**Source material:**
↓
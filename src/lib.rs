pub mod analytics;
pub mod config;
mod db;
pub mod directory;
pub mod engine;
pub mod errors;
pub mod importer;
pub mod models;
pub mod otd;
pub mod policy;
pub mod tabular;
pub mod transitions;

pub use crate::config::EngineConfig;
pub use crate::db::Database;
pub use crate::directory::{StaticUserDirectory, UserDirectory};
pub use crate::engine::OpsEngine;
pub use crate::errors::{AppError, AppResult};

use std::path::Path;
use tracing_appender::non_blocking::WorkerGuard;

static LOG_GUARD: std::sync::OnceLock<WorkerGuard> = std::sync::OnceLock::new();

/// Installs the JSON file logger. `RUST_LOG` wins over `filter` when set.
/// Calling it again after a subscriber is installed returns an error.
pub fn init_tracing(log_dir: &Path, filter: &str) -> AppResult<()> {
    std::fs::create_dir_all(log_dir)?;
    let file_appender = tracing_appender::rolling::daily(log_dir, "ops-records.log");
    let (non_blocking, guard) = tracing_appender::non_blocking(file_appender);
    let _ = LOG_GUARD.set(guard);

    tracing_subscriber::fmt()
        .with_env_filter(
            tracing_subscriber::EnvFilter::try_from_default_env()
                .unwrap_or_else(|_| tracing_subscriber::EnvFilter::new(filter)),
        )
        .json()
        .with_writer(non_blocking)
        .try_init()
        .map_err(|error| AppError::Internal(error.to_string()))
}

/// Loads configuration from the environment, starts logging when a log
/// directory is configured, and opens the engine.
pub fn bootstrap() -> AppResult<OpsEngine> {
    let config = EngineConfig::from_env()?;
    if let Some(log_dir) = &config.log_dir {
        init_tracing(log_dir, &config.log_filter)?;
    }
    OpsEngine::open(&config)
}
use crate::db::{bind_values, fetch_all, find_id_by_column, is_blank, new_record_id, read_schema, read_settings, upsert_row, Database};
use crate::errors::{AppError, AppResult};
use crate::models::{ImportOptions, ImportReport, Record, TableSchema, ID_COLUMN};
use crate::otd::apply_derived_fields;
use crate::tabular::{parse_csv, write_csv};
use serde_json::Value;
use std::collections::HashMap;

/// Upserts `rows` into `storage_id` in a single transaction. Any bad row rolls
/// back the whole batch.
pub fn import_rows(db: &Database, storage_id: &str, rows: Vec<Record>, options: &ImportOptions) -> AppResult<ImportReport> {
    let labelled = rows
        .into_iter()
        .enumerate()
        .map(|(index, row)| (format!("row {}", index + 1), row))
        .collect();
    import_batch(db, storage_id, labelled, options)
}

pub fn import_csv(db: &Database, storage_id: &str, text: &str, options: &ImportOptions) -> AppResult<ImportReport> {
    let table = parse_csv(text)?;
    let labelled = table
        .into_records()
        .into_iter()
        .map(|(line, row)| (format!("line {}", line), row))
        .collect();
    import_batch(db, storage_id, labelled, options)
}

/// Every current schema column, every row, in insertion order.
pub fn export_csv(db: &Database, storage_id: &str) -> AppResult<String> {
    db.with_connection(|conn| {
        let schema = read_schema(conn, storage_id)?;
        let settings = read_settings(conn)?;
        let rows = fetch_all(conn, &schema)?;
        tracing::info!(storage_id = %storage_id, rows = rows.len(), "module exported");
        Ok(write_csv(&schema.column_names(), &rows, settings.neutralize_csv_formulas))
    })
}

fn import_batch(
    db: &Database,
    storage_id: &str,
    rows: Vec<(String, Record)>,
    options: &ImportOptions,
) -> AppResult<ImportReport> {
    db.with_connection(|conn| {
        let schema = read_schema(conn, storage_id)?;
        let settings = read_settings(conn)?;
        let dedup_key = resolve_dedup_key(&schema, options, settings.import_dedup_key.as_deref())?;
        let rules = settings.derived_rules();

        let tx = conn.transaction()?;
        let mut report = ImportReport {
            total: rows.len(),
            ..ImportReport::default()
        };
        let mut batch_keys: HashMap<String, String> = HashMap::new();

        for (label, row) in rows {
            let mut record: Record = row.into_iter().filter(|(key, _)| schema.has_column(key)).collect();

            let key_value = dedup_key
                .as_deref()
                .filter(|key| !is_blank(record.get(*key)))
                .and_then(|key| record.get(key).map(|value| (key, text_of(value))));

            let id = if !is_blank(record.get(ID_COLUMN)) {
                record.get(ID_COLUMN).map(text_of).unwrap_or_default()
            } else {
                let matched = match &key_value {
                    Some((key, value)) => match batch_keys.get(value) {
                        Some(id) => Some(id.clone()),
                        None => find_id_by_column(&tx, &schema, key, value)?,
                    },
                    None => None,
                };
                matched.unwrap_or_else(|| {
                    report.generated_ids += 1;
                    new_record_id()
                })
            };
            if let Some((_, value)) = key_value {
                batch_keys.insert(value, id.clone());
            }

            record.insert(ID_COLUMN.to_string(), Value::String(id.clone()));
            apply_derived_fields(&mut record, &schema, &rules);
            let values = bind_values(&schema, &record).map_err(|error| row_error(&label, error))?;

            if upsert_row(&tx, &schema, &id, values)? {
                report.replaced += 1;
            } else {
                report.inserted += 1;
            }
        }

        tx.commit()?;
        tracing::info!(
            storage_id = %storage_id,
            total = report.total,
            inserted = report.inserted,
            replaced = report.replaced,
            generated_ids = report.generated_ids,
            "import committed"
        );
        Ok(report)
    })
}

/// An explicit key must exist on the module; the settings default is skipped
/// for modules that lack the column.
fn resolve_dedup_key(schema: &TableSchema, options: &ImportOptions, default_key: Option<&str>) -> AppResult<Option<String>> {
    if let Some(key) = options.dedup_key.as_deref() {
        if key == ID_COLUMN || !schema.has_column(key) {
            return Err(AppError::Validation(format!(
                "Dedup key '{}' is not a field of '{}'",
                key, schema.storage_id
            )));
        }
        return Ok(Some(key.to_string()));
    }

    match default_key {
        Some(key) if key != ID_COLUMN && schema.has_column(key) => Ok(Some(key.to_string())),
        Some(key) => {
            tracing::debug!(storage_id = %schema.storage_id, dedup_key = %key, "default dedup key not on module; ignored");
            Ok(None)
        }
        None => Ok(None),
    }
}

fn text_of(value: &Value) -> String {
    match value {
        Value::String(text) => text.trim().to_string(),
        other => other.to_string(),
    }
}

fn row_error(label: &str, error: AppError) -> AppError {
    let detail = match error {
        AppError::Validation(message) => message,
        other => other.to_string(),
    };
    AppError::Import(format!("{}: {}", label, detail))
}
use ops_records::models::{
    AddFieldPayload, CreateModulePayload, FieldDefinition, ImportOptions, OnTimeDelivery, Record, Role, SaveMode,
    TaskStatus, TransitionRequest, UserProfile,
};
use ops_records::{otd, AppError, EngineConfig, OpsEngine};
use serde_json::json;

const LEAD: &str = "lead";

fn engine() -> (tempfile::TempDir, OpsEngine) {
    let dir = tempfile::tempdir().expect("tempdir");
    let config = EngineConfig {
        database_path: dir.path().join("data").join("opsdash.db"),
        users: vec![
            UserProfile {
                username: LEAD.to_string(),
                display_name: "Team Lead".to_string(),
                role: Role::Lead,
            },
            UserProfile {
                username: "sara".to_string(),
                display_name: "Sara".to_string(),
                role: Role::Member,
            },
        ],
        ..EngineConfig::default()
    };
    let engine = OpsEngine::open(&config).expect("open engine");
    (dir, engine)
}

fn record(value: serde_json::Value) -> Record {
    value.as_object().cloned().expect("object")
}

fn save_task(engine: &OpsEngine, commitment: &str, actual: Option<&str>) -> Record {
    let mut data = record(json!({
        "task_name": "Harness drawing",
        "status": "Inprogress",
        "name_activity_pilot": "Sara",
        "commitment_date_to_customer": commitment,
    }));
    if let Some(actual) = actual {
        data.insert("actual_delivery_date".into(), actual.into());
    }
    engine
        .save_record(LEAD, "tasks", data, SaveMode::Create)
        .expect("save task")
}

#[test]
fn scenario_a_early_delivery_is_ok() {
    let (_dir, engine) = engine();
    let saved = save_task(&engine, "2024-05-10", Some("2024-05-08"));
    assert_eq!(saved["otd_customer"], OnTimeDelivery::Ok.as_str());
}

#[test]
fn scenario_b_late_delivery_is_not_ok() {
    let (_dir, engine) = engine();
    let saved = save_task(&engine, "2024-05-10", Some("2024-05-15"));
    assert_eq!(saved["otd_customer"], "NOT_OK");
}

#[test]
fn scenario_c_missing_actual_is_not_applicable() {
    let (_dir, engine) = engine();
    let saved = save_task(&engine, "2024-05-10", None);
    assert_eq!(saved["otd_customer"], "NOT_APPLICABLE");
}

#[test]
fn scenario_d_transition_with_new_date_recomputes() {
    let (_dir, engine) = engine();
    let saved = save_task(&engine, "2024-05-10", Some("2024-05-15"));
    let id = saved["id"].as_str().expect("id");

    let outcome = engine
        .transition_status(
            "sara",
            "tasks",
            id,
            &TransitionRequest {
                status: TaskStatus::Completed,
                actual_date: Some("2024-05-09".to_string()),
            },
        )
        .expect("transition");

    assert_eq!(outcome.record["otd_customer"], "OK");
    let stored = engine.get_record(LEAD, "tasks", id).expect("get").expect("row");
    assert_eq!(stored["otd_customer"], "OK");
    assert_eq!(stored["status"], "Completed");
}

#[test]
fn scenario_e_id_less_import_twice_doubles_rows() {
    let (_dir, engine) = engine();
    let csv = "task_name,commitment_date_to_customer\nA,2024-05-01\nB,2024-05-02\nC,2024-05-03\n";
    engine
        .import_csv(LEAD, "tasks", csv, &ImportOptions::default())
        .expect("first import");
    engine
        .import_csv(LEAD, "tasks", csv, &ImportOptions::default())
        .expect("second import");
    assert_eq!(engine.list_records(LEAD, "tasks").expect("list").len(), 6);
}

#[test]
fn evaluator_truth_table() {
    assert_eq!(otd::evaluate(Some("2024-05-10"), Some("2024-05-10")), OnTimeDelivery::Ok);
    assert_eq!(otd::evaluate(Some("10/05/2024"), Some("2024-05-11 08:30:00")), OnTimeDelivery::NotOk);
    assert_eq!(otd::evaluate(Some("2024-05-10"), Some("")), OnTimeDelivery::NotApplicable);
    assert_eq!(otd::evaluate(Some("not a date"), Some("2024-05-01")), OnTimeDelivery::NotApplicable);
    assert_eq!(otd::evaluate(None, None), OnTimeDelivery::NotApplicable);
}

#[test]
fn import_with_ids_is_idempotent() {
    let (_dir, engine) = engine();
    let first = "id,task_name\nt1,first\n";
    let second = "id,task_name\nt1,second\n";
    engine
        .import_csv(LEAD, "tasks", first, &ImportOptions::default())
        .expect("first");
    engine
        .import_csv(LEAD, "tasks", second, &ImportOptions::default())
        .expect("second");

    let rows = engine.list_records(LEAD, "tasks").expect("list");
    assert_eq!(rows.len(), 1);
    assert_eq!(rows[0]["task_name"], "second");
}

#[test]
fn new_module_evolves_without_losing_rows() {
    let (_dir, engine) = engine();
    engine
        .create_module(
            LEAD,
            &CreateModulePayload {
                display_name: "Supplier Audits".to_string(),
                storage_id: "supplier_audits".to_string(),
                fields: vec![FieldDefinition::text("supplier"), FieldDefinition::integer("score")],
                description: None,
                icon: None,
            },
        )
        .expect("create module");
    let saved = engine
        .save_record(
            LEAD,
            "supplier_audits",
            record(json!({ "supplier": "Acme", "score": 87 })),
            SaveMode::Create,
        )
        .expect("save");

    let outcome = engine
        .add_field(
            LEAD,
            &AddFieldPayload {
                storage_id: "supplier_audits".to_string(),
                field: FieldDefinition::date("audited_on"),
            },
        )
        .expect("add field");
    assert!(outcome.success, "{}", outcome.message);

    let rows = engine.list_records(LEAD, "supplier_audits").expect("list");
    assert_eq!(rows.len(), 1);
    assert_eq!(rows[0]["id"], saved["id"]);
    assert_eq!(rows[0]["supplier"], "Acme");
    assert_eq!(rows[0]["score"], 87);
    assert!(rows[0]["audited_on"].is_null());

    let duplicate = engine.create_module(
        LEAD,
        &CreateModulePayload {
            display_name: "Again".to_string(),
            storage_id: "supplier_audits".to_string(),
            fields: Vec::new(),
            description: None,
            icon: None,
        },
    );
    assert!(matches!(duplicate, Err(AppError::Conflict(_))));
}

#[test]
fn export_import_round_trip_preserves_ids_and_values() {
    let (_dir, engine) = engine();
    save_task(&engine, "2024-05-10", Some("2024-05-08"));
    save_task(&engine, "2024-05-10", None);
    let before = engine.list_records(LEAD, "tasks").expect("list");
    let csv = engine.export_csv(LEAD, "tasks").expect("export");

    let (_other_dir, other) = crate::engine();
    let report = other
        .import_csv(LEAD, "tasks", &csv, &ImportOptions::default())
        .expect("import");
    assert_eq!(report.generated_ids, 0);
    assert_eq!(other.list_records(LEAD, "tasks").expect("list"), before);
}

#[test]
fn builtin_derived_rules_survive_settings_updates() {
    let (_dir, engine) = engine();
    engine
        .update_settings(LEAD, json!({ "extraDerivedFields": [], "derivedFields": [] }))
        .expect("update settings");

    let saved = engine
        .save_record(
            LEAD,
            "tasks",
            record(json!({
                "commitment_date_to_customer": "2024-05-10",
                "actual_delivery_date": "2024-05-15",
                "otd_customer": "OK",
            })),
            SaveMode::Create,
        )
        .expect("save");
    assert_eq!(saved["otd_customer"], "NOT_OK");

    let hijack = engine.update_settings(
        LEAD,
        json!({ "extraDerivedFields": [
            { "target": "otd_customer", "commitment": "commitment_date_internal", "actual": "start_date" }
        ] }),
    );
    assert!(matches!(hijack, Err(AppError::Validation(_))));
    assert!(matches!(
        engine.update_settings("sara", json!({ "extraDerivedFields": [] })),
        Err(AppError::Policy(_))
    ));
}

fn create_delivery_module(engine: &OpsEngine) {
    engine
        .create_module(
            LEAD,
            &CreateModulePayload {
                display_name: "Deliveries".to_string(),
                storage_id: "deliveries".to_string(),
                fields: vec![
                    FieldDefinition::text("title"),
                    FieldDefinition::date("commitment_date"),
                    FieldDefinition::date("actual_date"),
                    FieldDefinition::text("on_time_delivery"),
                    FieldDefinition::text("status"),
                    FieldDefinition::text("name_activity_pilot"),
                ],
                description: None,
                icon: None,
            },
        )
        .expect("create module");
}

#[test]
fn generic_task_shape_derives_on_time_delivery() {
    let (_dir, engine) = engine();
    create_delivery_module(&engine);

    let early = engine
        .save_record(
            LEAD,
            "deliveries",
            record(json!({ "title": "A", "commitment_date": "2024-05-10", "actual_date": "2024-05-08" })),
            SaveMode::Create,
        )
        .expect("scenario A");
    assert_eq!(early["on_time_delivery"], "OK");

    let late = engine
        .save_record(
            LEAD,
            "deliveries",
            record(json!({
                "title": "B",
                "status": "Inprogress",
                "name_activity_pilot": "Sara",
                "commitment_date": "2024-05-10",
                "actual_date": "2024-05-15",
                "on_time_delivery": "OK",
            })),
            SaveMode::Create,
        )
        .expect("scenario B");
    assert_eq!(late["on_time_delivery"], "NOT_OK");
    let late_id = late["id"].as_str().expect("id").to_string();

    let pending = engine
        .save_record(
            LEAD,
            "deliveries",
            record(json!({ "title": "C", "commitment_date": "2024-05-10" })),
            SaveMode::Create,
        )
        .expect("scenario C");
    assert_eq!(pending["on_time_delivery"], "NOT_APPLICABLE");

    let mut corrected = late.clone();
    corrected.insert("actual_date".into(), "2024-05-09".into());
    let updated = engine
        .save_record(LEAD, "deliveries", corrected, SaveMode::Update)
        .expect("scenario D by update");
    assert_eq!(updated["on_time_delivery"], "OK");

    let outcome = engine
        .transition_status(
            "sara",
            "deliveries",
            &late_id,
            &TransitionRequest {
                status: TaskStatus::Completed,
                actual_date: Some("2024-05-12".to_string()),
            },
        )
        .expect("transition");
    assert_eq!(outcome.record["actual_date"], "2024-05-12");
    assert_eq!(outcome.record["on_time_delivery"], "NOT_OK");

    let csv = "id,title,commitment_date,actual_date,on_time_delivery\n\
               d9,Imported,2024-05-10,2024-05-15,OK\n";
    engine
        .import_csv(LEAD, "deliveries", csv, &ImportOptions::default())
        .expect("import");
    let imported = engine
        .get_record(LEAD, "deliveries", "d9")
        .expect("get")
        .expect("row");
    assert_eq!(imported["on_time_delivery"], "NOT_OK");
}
↑
**What this task involves:**
Wherever the string "FieldDefinition" appears in a line of the records above, copy that line.

**Written answer:**
    AddFieldPayload, CreateModulePayload, FieldDefinition, ImportOptions, OnTimeDelivery, Record, Role, SaveMode,
                fields: vec![FieldDefinition::text("supplier"), FieldDefinition::integer("score")],
                field: FieldDefinition::date("audited_on"),
                    FieldDefinition::text("title"),
                    FieldDefinition::date("commitment_date"),
                    FieldDefinition::date("actual_date"),
                    FieldDefinition::text("on_time_delivery"),
                    FieldDefinition::text("status"),
                    FieldDefinition::text("name_activity_pilot"),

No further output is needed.